■ The problem ■
Please copy each line in the records below that contains the string "acquire".
*** Input data ***
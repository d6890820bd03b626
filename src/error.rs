//! Defines the app level error type.
//!
//! The variants here only describe *what* went wrong. Turning an error into
//! an HTTP status and a JSON body is the job of [crate::error_code].

use axum::extract::rejection::{JsonRejection, PathRejection, QueryRejection};

use crate::{
    device::DeviceError, spending::SpendingError, target_amount::TargetAmountError,
    user::UserError, validation::FieldErrors,
};

/// The errors that may occur in the application.
#[derive(Debug, thiserror::Error, PartialEq)]
pub enum Error {
    /// A spending or custom spending category could not be used by the acting user.
    #[error(transparent)]
    Spending(#[from] SpendingError),

    /// A device (push token) operation failed.
    #[error(transparent)]
    Device(#[from] DeviceError),

    /// A user account operation failed.
    #[error(transparent)]
    User(#[from] UserError),

    /// A target amount operation failed.
    #[error(transparent)]
    TargetAmount(#[from] TargetAmountError),

    /// One or more fields in the request failed validation.
    ///
    /// Each entry maps the field name to a user-facing message.
    #[error("the request contains invalid fields: {0:?}")]
    InvalidFields(FieldErrors),

    /// The request body could not be parsed into the expected type.
    ///
    /// The string holds the parser's explanation and should only be logged.
    #[error("could not parse the request body: {0}")]
    InvalidRequestBody(String),

    /// The query string or a path parameter could not be parsed into the expected type.
    #[error("could not parse the request parameters: {0}")]
    InvalidQuery(String),

    /// The auth cookie is missing, could not be decrypted or has expired.
    #[error("missing or invalid authentication credentials")]
    Unauthenticated,

    /// The requested resource was not found.
    ///
    /// Internally, this error may occur when a query returns no rows.
    #[error("the requested resource could not be found")]
    NotFound,

    /// An unexpected error occurred with the underlying hashing library.
    ///
    /// The error string should only be logged for debugging on the server.
    #[error("hashing failed: {0}")]
    HashingError(String),

    /// The expiry of the auth cookie could not be formatted or parsed.
    #[error("could not handle the auth cookie date-time: {0}")]
    InvalidDateFormat(String),

    /// Could not acquire the database lock
    #[error("could not acquire the database lock")]
    DatabaseLockError,

    /// An unhandled/unexpected SQL error.
    #[error("an unexpected SQL error occurred: {0}")]
    SqlError(rusqlite::Error),
}

impl From<rusqlite::Error> for Error {
    fn from(value: rusqlite::Error) -> Self {
        match value {
            // Code 2067 occurs when a UNIQUE constraint failed.
            rusqlite::Error::SqliteFailure(sql_error, Some(ref desc))
                if sql_error.extended_code == 2067 && desc.ends_with("user.username") =>
            {
                Error::User(UserError::DuplicateUsername)
            }
            rusqlite::Error::QueryReturnedNoRows => Error::NotFound,
            error => {
                tracing::error!("an unhandled SQL error occurred: {}", error);
                Error::SqlError(error)
            }
        }
    }
}

impl From<JsonRejection> for Error {
    fn from(rejection: JsonRejection) -> Self {
        Error::InvalidRequestBody(rejection.body_text())
    }
}

impl From<QueryRejection> for Error {
    fn from(rejection: QueryRejection) -> Self {
        Error::InvalidQuery(rejection.body_text())
    }
}

impl From<PathRejection> for Error {
    fn from(rejection: PathRejection) -> Self {
        Error::InvalidQuery(rejection.body_text())
    }
}

#[cfg(test)]
mod error_tests {
    use rusqlite::Connection;

    use crate::{Error, user::UserError};

    #[test]
    fn no_rows_maps_to_not_found() {
        let error: Error = rusqlite::Error::QueryReturnedNoRows.into();

        assert_eq!(error, Error::NotFound);
    }

    #[test]
    fn duplicate_username_maps_to_user_error() {
        let connection = Connection::open_in_memory().unwrap();
        connection
            .execute_batch(
                "CREATE TABLE user (id INTEGER PRIMARY KEY, username TEXT NOT NULL UNIQUE);
                INSERT INTO user (username) VALUES ('pennyway');",
            )
            .unwrap();

        let error: Error = connection
            .execute("INSERT INTO user (username) VALUES ('pennyway')", ())
            .unwrap_err()
            .into();

        assert_eq!(error, Error::User(UserError::DuplicateUsername));
    }
}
*** End of Input data ***
■ Response below ■
    /// Could not acquire the database lock
    #[error("could not acquire the database lock")]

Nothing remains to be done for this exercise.